● HOW TO COMPLETE THIS TASK
Below are some entries; write out each one of them exactly.

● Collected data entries
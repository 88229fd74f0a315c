// src/lib.rs

pub mod api;
pub mod auth;
pub mod config;
pub mod console;
pub mod eventbus;
pub mod http;
pub mod realtime;
pub mod storage;
pub mod tasks;

pub use painel_common::error::Error;
pub use painel_common::models;

pub use api::AtendimentoApi;
pub use config::ConsoleConfig;
pub use console::{Console, ConsoleHandle};
pub use http::{DefaultHttpClient, HttpClient};
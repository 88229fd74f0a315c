//! Central help module that provides a single entry point (`show_command_help`)
//! to display usage for any recognized console command.

pub mod help_attach;
pub mod help_chat;
pub mod help_login;

fn show_general_help() -> String {
    let text = r#"Painel de Atendimento - Comandos disponíveis:

  help [comando]
    Mostra esta ajuda, ou detalhes de um comando específico.

  login <email> <senha>
    Entra com email e senha.

  token <access_token>
    Entra com um token de acesso já emitido.

  callback <query>
    Conclui o login OAuth com a query recebida (ex.: token=... ou error=...).

  logout
    Sai da conta, encerra a conexão e apaga os dados locais.

  status
    Mostra conexão, atendente, atendimento ativo e anexo pendente.

  queue
    Pede a fila ao servidor e lista os atendimentos abertos.

  join <n|sessao_id>
    Entra no atendimento de número n da fila (ou pelo id da sessão).

  say <texto>
    Envia uma mensagem no atendimento ativo.

  chat
    Modo conversa: cada linha digitada é enviada. /quit para sair.

  draft <texto>
    Define o rascunho sem enviar; é usado como legenda do próximo arquivo.

  attach <caminho>
    Seleciona um arquivo para envio.

  sendfile
    Envia o arquivo selecionado ao solicitante.

  cancel
    Descarta o arquivo selecionado.

  end
    Encerra o atendimento ativo (pede confirmação).

  quit
    Fecha o painel.
"#;
    text.to_owned()
}

pub fn show_command_help(command: &str) -> String {
    match command {
        "" => show_general_help(),
        "login" | "token" | "callback" | "logout" => help_login::LOGIN_HELP_TEXT.to_owned(),
        "chat" | "say" => help_chat::CHAT_HELP_TEXT.to_owned(),
        "attach" | "sendfile" | "cancel" | "draft" | "caption" => help_attach::ATTACH_HELP_TEXT.to_owned(),
        other => format!("Sem ajuda para '{}'. Digite 'help' para a lista de comandos.", other),
    }
}
pub const CHAT_HELP_TEXT: &str = r#"Conversa
========

  say <texto>       Envia uma mensagem no atendimento ativo.
  chat              Entra no modo conversa. Cada linha é enviada como mensagem.

Dentro do modo conversa:
  /file <caminho>   Seleciona um arquivo
  /caption <texto>  Define a legenda do arquivo sem enviar mensagem
  /send             Envia o arquivo selecionado
  /cancel           Descarta o arquivo selecionado
  /end              Encerra o atendimento (pede confirmação)
  /quit             Volta ao modo de comandos

Mensagens em branco são ignoradas; o texto é limitado a 1000 caracteres.
"#;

● RESPONSE TO THE TASK
repository 88229fd74f0a315c
// src/lib.rs

pub mod api;
pub mod auth;
pub mod config;
pub mod console;
pub mod eventbus;
pub mod http;
pub mod realtime;
pub mod storage;
pub mod tasks;

pub use painel_common::error::Error;
pub use painel_common::models;

pub use api::AtendimentoApi;
pub use config::ConsoleConfig;
pub use console::{Console, ConsoleHandle};
pub use http::{DefaultHttpClient, HttpClient};
repository 88229fd74f0a315c
//! Central help module that provides a single entry point (`show_command_help`)
//! to display usage for any recognized console command.

pub mod help_attach;
pub mod help_chat;
pub mod help_login;

fn show_general_help() -> String {
    let text = r#"Painel de Atendimento - Comandos disponíveis:

  help [comando]
    Mostra esta ajuda, ou detalhes de um comando específico.

  login <email> <senha>
    Entra com email e senha.

  token <access_token>
    Entra com um token de acesso já emitido.

  callback <query>
    Conclui o login OAuth com a query recebida (ex.: token=... ou error=...).

  logout
    Sai da conta, encerra a conexão e apaga os dados locais.

  status
    Mostra conexão, atendente, atendimento ativo e anexo pendente.

  queue
    Pede a fila ao servidor e lista os atendimentos abertos.

  join <n|sessao_id>
    Entra no atendimento de número n da fila (ou pelo id da sessão).

  say <texto>
    Envia uma mensagem no atendimento ativo.

  chat
    Modo conversa: cada linha digitada é enviada. /quit para sair.

  draft <texto>
    Define o rascunho sem enviar; é usado como legenda do próximo arquivo.

  attach <caminho>
    Seleciona um arquivo para envio.

  sendfile
    Envia o arquivo selecionado ao solicitante.

  cancel
    Descarta o arquivo selecionado.

  end
    Encerra o atendimento ativo (pede confirmação).

  quit
    Fecha o painel.
"#;
    text.to_owned()
}

pub fn show_command_help(command: &str) -> String {
    match command {
        "" => show_general_help(),
        "login" | "token" | "callback" | "logout" => help_login::LOGIN_HELP_TEXT.to_owned(),
        "chat" | "say" => help_chat::CHAT_HELP_TEXT.to_owned(),
        "attach" | "sendfile" | "cancel" | "draft" | "caption" => help_attach::ATTACH_HELP_TEXT.to_owned(),
        other => format!("Sem ajuda para '{}'. Digite 'help' para a lista de comandos.", other),
    }
}
pub const CHAT_HELP_TEXT: &str = r#"Conversa
========

  say <texto>       Envia uma mensagem no atendimento ativo.
  chat              Entra no modo conversa. Cada linha é enviada como mensagem.

Dentro do modo conversa:
  /file <caminho>   Seleciona um arquivo
  /caption <texto>  Define a legenda do arquivo sem enviar mensagem
  /send             Envia o arquivo selecionado
  /cancel           Descarta o arquivo selecionado
  /end              Encerra o atendimento (pede confirmação)
  /quit             Volta ao modo de comandos

Mensagens em branco são ignoradas; o texto é limitado a 1000 caracteres.
"#;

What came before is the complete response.